Si potrebbe fare molto di più. I dati che emergono dall’Osservatorio nazionale per le persone con disabilità ci dicono che sono stati stanziati fondi, progetti e collaborazioni con le associazioni delle persone con disabilità per favorire la loro integrazione sociale. Ci sono ancora molti casi di discriminazione, di bullismo, ma potremmo dire senza ombra di dubbio che forse mai come in questo tempo esiste un’attenzione culturale e normativa verso le persone con disabilità con una serie di interventi a più livelli: scolastico, strutturale, nel mondo del lavoro.
Il problema è che se questa persona con disabilità si trova nel corpo della donna, della madre, scatta per lei un meccanismo totalmente capovolto. Nessun sussidio statale, nessun abbattimento delle barriere architettoniche, nessun supporto sanitario. Per lui o per lei c’è solo un certificato di morte. Una contraddizione così palese, grande quanto una montagna eppure del tutto ignorata dalla stragrande maggioranza della società. Tanto che i media sono pronti a fare la loro parte – e aggiungo giustamente – per amplificare casi di ingiustizia, di discriminazione o atti di bullismo nei confronti di queste persone ma non una sola parola per quei bambini disabili che stanno crescendo nel ventre della mamma.
Alcuni anni fa, a Firenze, ci fu un caso al riguardo molto emblematico.

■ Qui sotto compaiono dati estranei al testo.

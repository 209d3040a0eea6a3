use crate::Map;
use moc_core::models::{Bid, ParticipantId, Side, StepCurve};

/// Quantity granted to one participant plus the bid-side value of the
/// granted blocks (production cost for supply, utility for demand).
#[derive(Clone, Copy, Debug, Default)]
pub(crate) struct Allocation {
    pub quantity: f64,
    pub valuation: f64,
}

/// Merit-order fill of `target` quantity across a curve's points.
///
/// Points are visited cheapest-first for supply and highest-willingness-first
/// for demand, ties broken by ascending participant id so the result is
/// deterministic. Each point contributes at most its own block quantity.
pub(crate) fn merit_allocation(curve: &StepCurve, target: f64) -> Map<ParticipantId, Allocation> {
    let mut points = curve.points().to_vec();
    match curve.side() {
        Side::Supply => points.sort_by(|a, b| {
            a.price
                .total_cmp(&b.price)
                .then(a.participant.cmp(&b.participant))
        }),
        Side::Demand => points.sort_by(|a, b| {
            b.price
                .total_cmp(&a.price)
                .then(a.participant.cmp(&b.participant))
        }),
    }

    let mut allocations: Map<ParticipantId, Allocation> = Map::default();
    let mut remaining = target;

    for point in points {
        if remaining <= 0.0 {
            break;
        }
        let granted = point.quantity.min(remaining);
        let entry = allocations.entry(point.participant).or_default();
        entry.quantity += granted;
        entry.valuation += granted * point.price;
        remaining -= granted;
    }

    allocations
}

/// Bid-side value of filling `quantity` from one participant's own blocks in
/// merit order: cheapest blocks first for a generator's cost, most-valued
/// first for a consumer's utility.
pub(crate) fn own_block_valuation(side: Side, bid: &Bid, quantity: f64) -> f64 {
    let mut blocks = *bid.blocks();
    match side {
        Side::Supply => blocks.sort_by(|a, b| a.price().total_cmp(&b.price())),
        Side::Demand => blocks.sort_by(|a, b| b.price().total_cmp(&a.price())),
    }

    let mut remaining = quantity;
    let mut value = 0.0;
    for block in blocks {
        if remaining <= 0.0 {
            break;
        }
        let granted = block.quantity().min(remaining);
        value += granted * block.price();
        remaining -= granted;
    }
    value
}

#[cfg(test)]
mod tests {
    use super::*;
    use moc_core::models::BidStore;

    #[test]
    fn merit_fill_respects_block_capacity_and_ties_on_id() {
        let store = BidStore::from_bids(
            vec![
                Bid::from_values([(10.0, 30.0), (20.0, 30.0), (30.0, 30.0)]).unwrap(),
                Bid::from_values([(10.0, 30.0), (25.0, 30.0), (35.0, 30.0)]).unwrap(),
            ],
            vec![Bid::from_values([(50.0, 50.0), (40.0, 50.0), (30.0, 50.0)]).unwrap()],
        )
        .unwrap();
        let supply = StepCurve::build(Side::Supply, store.bids(Side::Supply));

        let allocations = merit_allocation(&supply, 70.0);
        let one = allocations[&ParticipantId::new(1)];
        let two = allocations[&ParticipantId::new(2)];

        // 30 + 30 at price 10 (id order), then 10 from participant 1's 20-block
        assert_eq!(one.quantity, 40.0);
        assert_eq!(one.valuation, 30.0 * 10.0 + 10.0 * 20.0);
        assert_eq!(two.quantity, 30.0);
        assert_eq!(two.valuation, 300.0);
    }

    #[test]
    fn own_block_valuation_walks_merit_order() {
        let bid = Bid::from_values([(30.0, 10.0), (10.0, 10.0), (20.0, 10.0)]).unwrap();
        // cheapest-first: 10 @ 10, then 5 @ 20
        assert_eq!(own_block_valuation(Side::Supply, &bid, 15.0), 200.0);
        // most-valued-first: 10 @ 30, then 5 @ 20
        assert_eq!(own_block_valuation(Side::Demand, &bid, 15.0), 400.0);
    }

    #[test]
    fn zero_target_allocates_nothing() {
        let bid = Bid::from_values([(10.0, 10.0), (20.0, 10.0), (30.0, 10.0)]).unwrap();
        assert_eq!(own_block_valuation(Side::Supply, &bid, 0.0), 0.0);
    }
}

Una coppia che aveva avuto due gemelli decise di non riconoscere quello nato con la sindrome di Down. I giornali si scatenarono contro quella donna accusandola di essere una madre insensibile perché si era portata a casa solo il figlio sano abbandonando l’altro. Ovviamente la soluzione sottointesa era che doveva essere eliminato prima con l’aborto eugenetico. In quel caso nessuno avrebbe avuto qualcosa da ridire.
Di qualche anno fa anche un altro caso. Una coppia australiana pagò una ventunenne thailandese per diventare “mamma in affitto”. La donna, Pattharamon Janbua, partorì due gemelli, uno dei quali affetto dalla sindrome di Down. La coppia, che aveva pagato 12.000 euro per la gravidanza surrogata, decise di riportare con sé in Australia solo la bambina sana, lasciando in Thailandia il gemello portatore di handicap, Gammy. Chiaramente la motivazione era che loro avevano chiesto alla donna di abortire ma Janbua si era rifiutata per motivi religiosi. Ebbene, lasciando stare tutto il discorso sull’utero in affitto, si scatenò un caso mediatico e una raccolta fondi per sostenere quella mamma.
Qual è dunque il confine? Uno strato di epidermide? La vista? Sentire il pianto del neonato? Non c’è teoria scientifica né etica che sta in piedi. Solo l’ostinata e assurda quanto contraddittoria idea di avere un potere inesistente sulla vita di un altro che ha l’unica colpa di stare in un posto, l’utero della mamma, che dovrebbe essere il più sicuro al mondo ma che abbiamo trasformato nello spazio più pericoloso e rischioso per l’essere umano.